■ **Work required**
Your output should be the lines of the entries below, exactly, from the first one through the line that holds "use uuid::Uuid;".

■ **Data provided**
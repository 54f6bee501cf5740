//! The shared decision-loop engine driving states S3 through T of
//! spec.md §4.6, reused verbatim by both the tunnel handler (C6, over
//! a TLS stream) and the plain-HTTP handler (C7, over a raw TCP
//! stream). Only S0-S2 (CONNECT parsing, cert mint, TLS handshake)
//! differ between the two, and live in their own modules.

use std::sync::Arc;
use std::time::{Duration, Instant};

use chrono::Utc;
use tokio::io::{AsyncRead, AsyncReadExt, AsyncWrite, AsyncWriteExt};
use tracing::{info, warn};
use uuid::Uuid;

use crate::error::ConnectionError;
use crate::httpmsg::parser::{self, header_value};
use crate::httpmsg::policy::{self, Decision, DenyReason};
use crate::store::{DecisionStore, ProxyMode, RequestRecord, ResponseRecord, Status};

use super::upstream::{self, UpstreamResponse};

/// Everything the engine needs that is shared across every connection
/// (cloned cheaply: an `Arc<dyn DecisionStore>` and a `reqwest::Client`
/// both clone as handle copies).
#[derive(Clone)]
pub struct EngineConfig {
    pub store: Arc<dyn DecisionStore>,
    pub client: reqwest::Client,
    pub poll_interval: Duration,
    pub decision_timeout: Duration,
    pub read_buffer_size: usize,
    pub max_response_body_bytes: usize,
}

/// Read one request head (and whatever body bytes arrived with it) off
/// `stream`, drive the policy/decision loop, forward upstream, drive
/// the response-side loop, and write the final response. Used for both
/// the TLS-terminated (C6) and plain (C7) paths; `scheme` picks the
/// upstream URL scheme.
///
/// `initial` is bytes already read off the socket by the caller (C7's
/// sniffing read); `None` means nothing has been read yet (C6, which
/// reads fresh from the just-established TLS session).
pub async fn run_exchange<S>(
    stream: &mut S,
    hostname: &str,
    scheme: &str,
    cfg: &EngineConfig,
    initial: Option<Vec<u8>>,
) -> Result<(), ConnectionError>
where
    S: AsyncRead + AsyncWrite + Unpin,
{
    let buf = match initial {
        Some(b) if !b.is_empty() => b,
        _ => read_once(stream, cfg.read_buffer_size).await?,
    };
    if buf.is_empty() {
        return Ok(());
    }

    let (head_bytes, body) = parser::split_head_body(&buf);
    let head_str = String::from_utf8_lossy(head_bytes);
    let head = parser::parse_head(&head_str);

    let mode = cfg.store.get_mode().await?;
    let blocked_domains = cfg.store.blocked_domains().await?;
    let decision = policy::classify_request(mode, hostname, &blocked_domains);

    // a response record shares its request's id (spec.md §4.3: "a
    // response:<id> hash exists only after its request:<id> hash; both
    // share the same id"), so mint it once up front even though it's
    // only persisted when a request record actually is.
    let id = Uuid::new_v4().to_string();

    let (headers, body) = match decision {
        Decision::Deny(reason) => {
            write_denial(stream, &reason).await?;
            return Ok(());
        }
        Decision::Forward => {
            let mut headers = head.headers.clone();
            policy::strip_accept_encoding(&mut headers);
            (headers, body.to_vec())
        }
        Decision::Intercept => {
            let record = RequestRecord {
                id: id.clone(),
                hostname: hostname.to_string(),
                method: head.method.clone(),
                path: head.path.clone(),
                version: head.version.clone(),
                headers: head.headers.clone(),
                body: hex::encode(body),
                timestamp: Utc::now().to_rfc3339(),
                status: Status::Pending,
            };
            cfg.store.save_request(record).await?;

            match await_status(cfg, PollTarget::Request(&id)).await? {
                Outcome::Blocked => {
                    write_fixed(stream, 403, "Forbidden", "Blocked by proxy").await?;
                    return Ok(());
                }
                Outcome::Timeout => {
                    write_fixed(stream, 408, "Request Timeout", "").await?;
                    return Ok(());
                }
                Outcome::Allowed => {
                    let record = cfg
                        .store
                        .get_request(&id)
                        .await?
                        .ok_or(ConnectionError::DecisionTimeout)?;
                    let mut headers = record.headers;
                    policy::strip_accept_encoding(&mut headers);
                    let body = hex::decode(&record.body).unwrap_or_default();
                    (headers, body)
                }
            }
        }
    };

    let upstream_resp = match upstream::forward(
        &cfg.client,
        scheme,
        hostname,
        &head.method,
        &head.path,
        &headers,
        body,
        cfg.max_response_body_bytes,
    )
    .await
    {
        Ok(r) => r,
        Err(e) => {
            warn!(error = %e, hostname, "upstream request failed");
            write_fixed(stream, 502, "Bad Gateway", "Upstream connection failed").await?;
            return Ok(());
        }
    };

    let final_resp = match mode {
        ProxyMode::Filter => {
            let blocked_keywords = cfg.store.blocked_keywords().await?;
            let decoded = String::from_utf8_lossy(&upstream_resp.body);
            match policy::scan_response_body(&decoded, &blocked_keywords) {
                Some(kw) => {
                    write_denial(stream, &DenyReason::Keyword(kw.to_string())).await?;
                    return Ok(());
                }
                None => upstream_resp,
            }
        }
        ProxyMode::Intercept => {
            let record = ResponseRecord {
                status_code: upstream_resp.status,
                headers: upstream_resp.headers.clone(),
                body: hex::encode(&upstream_resp.body),
                status: Status::Pending,
            };
            cfg.store.save_response(&id, record).await?;

            match await_status(cfg, PollTarget::Response(&id)).await? {
                Outcome::Blocked => {
                    write_fixed(stream, 403, "Forbidden", "Blocked by proxy").await?;
                    return Ok(());
                }
                Outcome::Timeout => {
                    write_fixed(stream, 504, "Gateway Timeout", "").await?;
                    return Ok(());
                }
                Outcome::Allowed => {
                    let record = cfg
                        .store
                        .get_response(&id)
                        .await?
                        .ok_or(ConnectionError::DecisionTimeout)?;
                    UpstreamResponse {
                        status: record.status_code,
                        reason: None,
                        headers: record.headers,
                        body: hex::decode(&record.body).unwrap_or_default(),
                    }
                }
            }
        }
    };

    write_response(stream, &final_resp).await?;
    info!(hostname, status = final_resp.status, "exchange complete");
    Ok(())
}

async fn read_once<S: AsyncRead + Unpin>(stream: &mut S, cap: usize) -> Result<Vec<u8>, ConnectionError> {
    let mut buf = vec![0u8; cap];
    let n = stream.read(&mut buf).await?;
    buf.truncate(n);
    Ok(buf)
}

enum PollTarget<'a> {
    Request(&'a str),
    Response(&'a str),
}

enum Outcome {
    Allowed,
    Blocked,
    Timeout,
}

/// Poll the store every `poll_interval` until the status leaves
/// `pending` or `decision_timeout` elapses (spec.md §4.6 S5b_WAIT/S8b_WAIT).
async fn await_status(cfg: &EngineConfig, target: PollTarget<'_>) -> Result<Outcome, ConnectionError> {
    let deadline = Instant::now() + cfg.decision_timeout;
    loop {
        let status = match &target {
            PollTarget::Request(id) => cfg.store.get_request_status(id).await?,
            PollTarget::Response(id) => cfg.store.get_response_status(id).await?,
        };
        match status {
            Status::Allowed => return Ok(Outcome::Allowed),
            Status::Blocked => return Ok(Outcome::Blocked),
            Status::Pending => {}
        }
        if Instant::now() >= deadline {
            return Ok(Outcome::Timeout);
        }
        tokio::time::sleep(cfg.poll_interval).await;
    }
}

async fn write_denial<S: AsyncWrite + Unpin>(stream: &mut S, reason: &DenyReason) -> Result<(), ConnectionError> {
    let body = policy::denial_page(reason);
    let response = format!(
        "HTTP/1.1 403 Forbidden\r\nContent-Type: text/html\r\nContent-Length: {}\r\n\r\n{}",
        body.len(),
        body
    );
    stream.write_all(response.as_bytes()).await?;
    Ok(())
}

async fn write_fixed<S: AsyncWrite + Unpin>(
    stream: &mut S,
    code: u16,
    reason: &str,
    body: &str,
) -> Result<(), ConnectionError> {
    let response = format!(
        "HTTP/1.1 {code} {reason}\r\nContent-Length: {}\r\n\r\n{body}",
        body.len()
    );
    stream.write_all(response.as_bytes()).await?;
    Ok(())
}

/// Write the final response per spec.md §4.6 S9: status line with the
/// real reason phrase, every header except `Transfer-Encoding`/
/// `Content-Encoding`, `Content-Length` rewritten to the exact body
/// length, then the body.
async fn write_response<S: AsyncWrite + Unpin>(stream: &mut S, resp: &UpstreamResponse) -> Result<(), ConnectionError> {
    let reason = resp.reason.as_deref().unwrap_or("OK");
    let mut out = format!("HTTP/1.1 {} {}\r\n", resp.status, reason);
    for (name, value) in &resp.headers {
        if name.eq_ignore_ascii_case("transfer-encoding")
            || name.eq_ignore_ascii_case("content-encoding")
            || name.eq_ignore_ascii_case("content-length")
        {
            continue;
        }
        out.push_str(&format!("{name}: {value}\r\n"));
    }
    out.push_str(&format!("Content-Length: {}\r\n\r\n", resp.body.len()));

    stream.write_all(out.as_bytes()).await?;
    stream.write_all(&resp.body).await?;
    Ok(())
}

/// `true` iff `headers` already carries an explicit `Host`, used by
/// the plain-HTTP path to decide whether the absolute-URI fallback is
/// needed (spec.md §4.7).
pub fn host_header(headers: &[(String, String)]) -> Option<&str> {
    header_value(headers, "host")
}
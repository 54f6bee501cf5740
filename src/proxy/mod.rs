//! The proxy engine: connection dispatch (C8), the CONNECT/TLS tunnel
//! handler (C6), the plain-HTTP handler (C7), the shared decision-loop
//! engine they both drive through, and the upstream HTTP client.

pub mod dispatcher;
pub mod engine;
pub mod plain;
pub mod tunnel;
pub mod upstream;
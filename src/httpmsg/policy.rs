//! Policy engine (C5).
//!
//! Classifies a request given the current mode and blocklists, and
//! separately scans a response body for blocked keywords in filter
//! mode. Grounded in `examples/original_source/proxy_api.py`'s
//! `blocked_domains`/`blocked_keywords` set semantics, reworked into an
//! explicit decision enum instead of the original's scattered
//! early-return booleans.

use super::parser::header_value;
use crate::store::ProxyMode;

/// The outcome of classifying a request (or, for `Deny`, a response).
#[derive(Debug, Clone, PartialEq, Eq)]
pub enum Decision {
    /// Mode is `intercept`: the worker must suspend for an explicit
    /// control-plane decision.
    Intercept,
    /// Mode is `filter` and no rule fired: forward automatically.
    Forward,
    /// A filter-mode rule fired; `reason` names it for the 403 page.
    Deny(DenyReason),
}

#[derive(Debug, Clone, PartialEq, Eq)]
pub enum DenyReason {
    Domain(String),
    Keyword(String),
}

/// Classify a request under filter/intercept mode (spec.md §4.5 steps 1-2).
/// `blocked_domains` holds exact hostnames.
pub fn classify_request(mode: ProxyMode, hostname: &str, blocked_domains: &[String]) -> Decision {
    match mode {
        ProxyMode::Intercept => Decision::Intercept,
        ProxyMode::Filter => {
            if blocked_domains.iter().any(|d| d == hostname) {
                Decision::Deny(DenyReason::Domain(hostname.to_string()))
            } else {
                Decision::Forward
            }
        }
    }
}

/// Scan a decoded response body for a blocked keyword (spec.md §4.5
/// step 2, S8a). Returns the first keyword found, if any.
pub fn scan_response_body<'a>(body: &str, blocked_keywords: &'a [String]) -> Option<&'a str> {
    blocked_keywords.iter().find(|kw| body.contains(kw.as_str())).map(|s| s.as_str())
}

/// Build the canned `403 Forbidden` HTML body naming the rule that
/// fired (spec.md §4.5).
pub fn denial_page(reason: &DenyReason) -> String {
    let (rule, detail) = match reason {
        DenyReason::Domain(host) => ("blocked domain", host.as_str()),
        DenyReason::Keyword(kw) => ("blocked keyword", kw),
    };
    format!(
        "<html><head><title>403 Forbidden</title></head>\
         <body><h1>403 Forbidden</h1><p>Blocked by proxy: {rule} &quot;{detail}&quot;.</p></body></html>"
    )
}

/// `true` iff any header named `Accept-Encoding` (case-insensitive) is
/// present. Used by callers deciding whether stripping is a no-op.
pub fn has_accept_encoding(headers: &[(String, String)]) -> bool {
    header_value(headers, "accept-encoding").is_some()
}

/// Remove every `Accept-Encoding` header (case-insensitive), per
/// spec.md §4.6 S5b "allowed" transition: the proxy cannot decode
/// every upstream encoding (e.g. brotli), so it refuses to offer them.
pub fn strip_accept_encoding(headers: &mut Vec<(String, String)>) {
    headers.retain(|(name, _)| !name.eq_ignore_ascii_case("accept-encoding"));
}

■ **Exercise result**
repository 54f6bee501cf5740
//! The shared decision-loop engine driving states S3 through T of
//! spec.md §4.6, reused verbatim by both the tunnel handler (C6, over
//! a TLS stream) and the plain-HTTP handler (C7, over a raw TCP
//! stream). Only S0-S2 (CONNECT parsing, cert mint, TLS handshake)
//! differ between the two, and live in their own modules.

use std::sync::Arc;
use std::time::{Duration, Instant};

use chrono::Utc;
use tokio::io::{AsyncRead, AsyncReadExt, AsyncWrite, AsyncWriteExt};
use tracing::{info, warn};
use uuid::Uuid;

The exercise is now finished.